トランスジェンダー役を、そうでない俳優が演じてはダメな理由
猿渡由紀 | L.A.在住映画ジャーナリスト

トランスジェンダーの役はトランスジェンダーの俳優に、という動きは、やはり最近出てきた、
アニメで黒人やアジア系の声を白人の役者がやらないようにという動きと、根本で一致している。

これらは、「過剰反応」でも、単なる「ポリコレ」でもない。そうでなかった今までが不自然で、間違っていたのである。
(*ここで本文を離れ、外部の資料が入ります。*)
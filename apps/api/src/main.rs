mod auth;
mod config;
mod errors;
mod export;
mod generation;
mod history;
mod llm_client;
mod local_store;
mod models;
mod profile;
mod record_store;
mod routes;
mod state;

use anyhow::Result;
use std::net::SocketAddr;
use std::sync::Arc;
use tower_http::{cors::CorsLayer, trace::TraceLayer};
use tracing::{info, warn};
use tracing_subscriber::{layer::SubscriberExt, util::SubscriberInitExt, EnvFilter};

use crate::config::Config;
use crate::llm_client::LlmClient;
use crate::local_store::LocalStore;
use crate::record_store::{EndpointResolver, HttpRecordStore};
use crate::routes::build_router;
use crate::state::AppState;

#[tokio::main]
async fn main() -> Result<()> {
    // Load configuration first (fails on missing required env vars)
    let config = Config::from_env()?;

    // Initialize structured logging
    tracing_subscriber::registry()
        .with(EnvFilter::try_from_default_env().unwrap_or_else(|_| {
            EnvFilter::new(format!(
                "{}={}",
                env!("CARGO_PKG_NAME").replace('-', "_"),
                &config.rust_log
            ))
        }))
        .with(tracing_subscriber::fmt::layer())
        .init();

    info!("Starting ResuMate API v{}", env!("CARGO_PKG_VERSION"));

    // Initialize the local store (file, Redis, or memory)
    let local = LocalStore::open(&config.local_store).await?;

    // Initialize the remote record store
    let endpoint = EndpointResolver::new(local.clone(), config.store_endpoint_url.clone());
    match endpoint.resolve().await? {
        Some(resolved) => info!("Remote store: {} ({:?})", resolved.url, resolved.source),
        None => warn!("No remote store configured; records stay in the local fallback store"),
    }
    let remote = Arc::new(HttpRecordStore::new(endpoint.clone())?);

    // Initialize LLM client
    let llm = LlmClient::new(config.gemini_api_key.clone(), &config.gemini_api_base)?;
    info!("LLM client initialized ({})", config.gemini_api_base);

    // Build app state
    let state = AppState::new(config.clone(), local, endpoint, remote, llm);

    // Build router
    let app = build_router(state)
        .layer(TraceLayer::new_for_http())
        .layer(CorsLayer::permissive());

    let addr: SocketAddr = format!("0.0.0.0:{}", config.port).parse()?;
    info!("Listening on {addr}");

    let listener = tokio::net::TcpListener::bind(addr).await?;
    axum::serve(listener, app).await?;

    Ok(())
}
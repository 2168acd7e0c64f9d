use axum::{extract::State, Json};

use crate::auth::extractors::CurrentUser;
use crate::models::history::History;
use crate::state::AppState;

/// GET /api/v1/history
/// Remote history when reachable, the local fallback otherwise. Never fails once signed in.
pub async fn handle_get_history(
    State(state): State<AppState>,
    CurrentUser(user): CurrentUser,
) -> Json<History> {
    Json(state.store.get_history(&user.user_id).await)
}
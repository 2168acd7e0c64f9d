use axum::{async_trait, extract::FromRequestParts, http::request::Parts};

use crate::errors::AppError;
use crate::models::user::User;
use crate::state::AppState;

/// The signed-in user, read from the session record.
/// Rejects with 401 when nobody is signed in.
pub struct CurrentUser(pub User);

#[async_trait]
impl FromRequestParts<AppState> for CurrentUser {
    type Rejection = AppError;

    async fn from_request_parts(_parts: &mut Parts, state: &AppState) -> Result<Self, Self::Rejection> {
        let user = state.auth.current_user().await?;
        user.map(CurrentUser).ok_or(AppError::Unauthorized)
    }
}
//! Count direction changes along a route.
//!
//! Headings are computed on the raw `[lon, lat]` components with
//! `atan2(Δy, Δx)`. This planar approximation only holds at walking scale.

use std::f64::consts::FRAC_PI_4;

use geo::Coord;

/// Heading change, in radians, above which a vertex counts as a turn.
pub const TURN_THRESHOLD_RADIANS: f64 = FRAC_PI_4;

/// Count the vertices where the path changes heading by more than 45°.
///
/// Each window of three consecutive points contributes at most one turn.
/// The absolute heading difference is not wrapped into `[0, π]`, so a
/// heading flip across the `±π` seam also counts. Paths with fewer than
/// three points have no turns.
///
/// # Examples
/// ```
/// use geo::Coord;
/// use evacroute_core::count_turns;
///
/// let path = [
///     Coord { x: 0.0, y: 0.0 },
///     Coord { x: 1.0, y: 0.0 },
///     Coord { x: 1.0, y: 1.0 },
/// ];
/// assert_eq!(count_turns(&path), 1);
/// ```
#[must_use]
pub fn count_turns(path: &[Coord<f64>]) -> u32 {
    let turns = path.windows(3).filter(|window| is_turn(window)).count();
    u32::try_from(turns).unwrap_or(u32::MAX)
}

#[expect(
    clippy::float_arithmetic,
    reason = "heading differences require float subtraction"
)]
fn is_turn(window: &[Coord<f64>]) -> bool {
    let [first, middle, last] = window else {
        return false;
    };
    let change = (heading(*middle, *last) - heading(*first, *middle)).abs();
    change > TURN_THRESHOLD_RADIANS
}

#[expect(
    clippy::float_arithmetic,
    reason = "segment deltas require float subtraction"
)]
fn heading(from: Coord<f64>, to: Coord<f64>) -> f64 {
    (to.y - from.y).atan2(to.x - from.x)
}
一番大きな理由は、すでにたくさんチャンスのある人が、もともとチャンスのない人から奪うべきではないということ。
ヨハンソンは、わざわざこのトランスジェンダー男性を演じなくても、ほかにいくらでもオファーがある。
一方でトランスジェンダーの男優にとっては、「自分のためにあるような役」と感じられる、生涯で一度来るか来ないかの役だ。
だが、競争相手がヨハンソンでは、まず、かなわない。

それに、作品のためにも、自ら経験している人が演じるほうが良いのだ。
実際にその立場でないとわからないことが反映されるし、「ここは不自然」「ここはステレオタイプ」といったチェックも、まめにできる。
また、「トランスジェンダーとハリウッド~」でも指摘されるが、シスジェンダーがトランスジェンダーを演じると、そこの部分がすべてになってしまいがちなのである。

トランスジェンダーという部分はそのキャラクターの一部であり、その人はあくまでひとりの人間なのに、
演じる役者も、観客も、いかに男っぽく(あるいは女っぽく)見えるかに集中してしまうのだ。

アニメの声の場合も同じで、黒人と白人は声の質もしゃべり方も違うのに、あえて白人にそれを真似させる理由はない。
最初から黒人の声優を雇い、その人らしくのびのびとやってもらうほうがいい。

それに、白人には、そもそも声をやれるキャラクターが、ずっとたくさんある。
「ナチュラルウーマン」では、トランスジェンダーの主人公をトランスジェンダーの女優が演じた(Sony Pictures Classics)

やっと始まったこの動きを常識にもっていくためには、しかし、製作にかかわるすべての人々の理解が必要だ。
とりわけ、スタジオのトップやプロデューサー、投資家に、それが求められる。